After it I put this commands to be able to mount the disk in my other Linux VM. I don't know exactly what they do, but it is what the tutorials says. Please note that d56d5ae8-62de-5e7e-41f9-1bd707d727d9 is the UUID of the working VM. I had problems before because the tutorial didn't do clear on this. 92dd9489-b450-4766-8853-b8b2fc9597ad is the UUID of the failing machine VDI.

[root@xen01 ~]# xe vbd-create vm-uuid=d56d5ae8-62de-5e7e-41f9-1bd707d727d9 vdi-uuid=92dd9489-b450-4766-8853-b8b2fc9597ad device=autodetect
91022555-2b86-4faf-cce1-eb62efc8aab7

It outputs an UUID. I used it to plug it to the working machine.

[root@xen01 ~]# xe vbd-plug uuid=91022555-2b86-4faf-cce1-eb62efc8aab7

After it I ssh'ed the working VM and entered parted:

jsivil@appgw:/proc$ sudo parted
GNU Parted 2.3
Using /dev/xvda
Welcome to GNU Parted! Type 'help' to view a list of commands.
(parted) print devices                                                    
/dev/xvda (10,7GB)
/dev/xvdb (21,5GB)
(parted) quit                  

/dev/xvdb this one, of 21 GB is the disk of the failing VM.

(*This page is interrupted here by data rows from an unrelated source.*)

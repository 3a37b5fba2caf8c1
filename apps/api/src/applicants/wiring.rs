//! Turns an inbound applicant payload into an explicit write plan.
//!
//! Résumés and applications carry the applicant's id as a foreign key and jobs
//! are linked through the join table, so nothing here mirrors back-references in
//! memory. The plan only normalises the payload:
//! - missing lists become empty
//! - every application is owned by the applicant being saved
//! - duplicate job ids collapse to one link; on a re-save the listed jobs
//!   replace the applicant's previous links

use crate::errors::AppError;
use crate::models::applicant::{
    ApplicantFields, ApplicantGraph, ApplicantPayload, ApplicationDraft, JobLink,
};
use crate::models::job::JobPayload;

pub fn wire_applicant_graph(payload: ApplicantPayload) -> Result<ApplicantGraph, AppError> {
    let ApplicantPayload {
        id,
        name,
        email,
        phone,
        status,
        resume,
        applications,
        jobs,
    } = payload;

    let applications = applications
        .unwrap_or_default()
        .into_iter()
        .map(|app| ApplicationDraft {
            id: app.id,
            values: app.into(),
        })
        .collect();

    let mut links: Vec<JobLink> = Vec::new();
    for job in jobs.unwrap_or_default() {
        let link = job_link(job)?;
        if !links.contains(&link) || matches!(link, JobLink::New(_)) {
            links.push(link);
        }
    }

    Ok(ApplicantGraph {
        id,
        fields: ApplicantFields {
            name,
            email,
            phone,
            status,
        },
        resume: resume.map(|r| r.content),
        applications,
        jobs: links,
    })
}

fn job_link(job: JobPayload) -> Result<JobLink, AppError> {
    match job.id {
        Some(id) => Ok(JobLink::Existing(id)),
        None => Ok(JobLink::New(job.into_new_job()?)),
    }
}

#[cfg(test)]
mod tests {
    use super::*;
    use crate::models::application::ApplicationPayload;
    use crate::models::resume::ResumePayload;

    fn payload() -> ApplicantPayload {
        ApplicantPayload {
            name: "Alice Smith".to_string(),
            status: Some("new".to_string()),
            ..Default::default()
        }
    }

    fn existing_job(id: i64) -> JobPayload {
        JobPayload {
            id: Some(id),
            ..Default::default()
        }
    }

    #[test]
    fn test_missing_lists_become_empty() {
        let graph = wire_applicant_graph(payload()).unwrap();
        assert!(graph.applications.is_empty());
        assert!(graph.jobs.is_empty());
        assert!(graph.resume.is_none());
        assert_eq!(graph.fields.name, "Alice Smith");
    }

    #[test]
    fn test_resume_and_applications_are_carried() {
        let mut p = payload();
        p.resume = Some(ResumePayload {
            content: "ten years of Rust".to_string(),
        });
        p.applications = Some(vec![
            ApplicationPayload {
                position: Some("backend".to_string()),
                ..Default::default()
            },
            ApplicationPayload {
                id: Some(9),
                status: Some("interview".to_string()),
                ..Default::default()
            },
        ]);

        let graph = wire_applicant_graph(p).unwrap();
        assert_eq!(graph.resume.as_deref(), Some("ten years of Rust"));
        assert_eq!(graph.applications.len(), 2);
        assert_eq!(graph.applications[0].id, None);
        assert_eq!(graph.applications[1].id, Some(9));
        assert_eq!(
            graph.applications[1].values.status.as_deref(),
            Some("interview")
        );
    }

    #[test]
    fn test_duplicate_job_ids_collapse_to_one_link() {
        let mut p = payload();
        p.jobs = Some(vec![existing_job(3), existing_job(4), existing_job(3)]);

        let graph = wire_applicant_graph(p).unwrap();
        assert_eq!(graph.jobs, vec![JobLink::Existing(3), JobLink::Existing(4)]);
    }

    #[test]
    fn test_new_jobs_are_created_even_with_equal_titles() {
        let mut p = payload();
        let job = JobPayload {
            title: Some("Engineer".to_string()),
            ..Default::default()
        };
        p.jobs = Some(vec![job.clone(), job]);

        let graph = wire_applicant_graph(p).unwrap();
        assert_eq!(graph.jobs.len(), 2);
    }

    #[test]
    fn test_new_job_without_title_is_rejected() {
        let mut p = payload();
        p.jobs = Some(vec![JobPayload {
            title: Some("   ".to_string()),
            ..Default::default()
        }]);

        let err = wire_applicant_graph(p).unwrap_err();
        assert!(matches!(err, AppError::Validation(_)));
    }
}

I've tried to do a fsck on it:

jsivil@appgw:/proc$ sudo fsck -p -c -v -f /dev/xvdb
fsck from util-linux 2.20.1
fsck.ext2: Bad magic number in super-block while trying to open /dev/xvdb
/dev/xvdb: 
The superblock could not be read or does not describe a valid ext2/ext3/ext4
filesystem.  If the device is valid and it really contains an ext2/ext3/ext4
filesystem (and not swap or ufs or something else), then the superblock
is corrupt, and you might try running e2fsck with an alternate superblock:
    e2fsck -b 8193 <device>
 or
    e2fsck -b 32768 <device>

But I remembered that when I formatted, it had 2 partitions, one for the entire filesystem (ext4) and other for swap (ext3 I think). So maybe that was causing trouble.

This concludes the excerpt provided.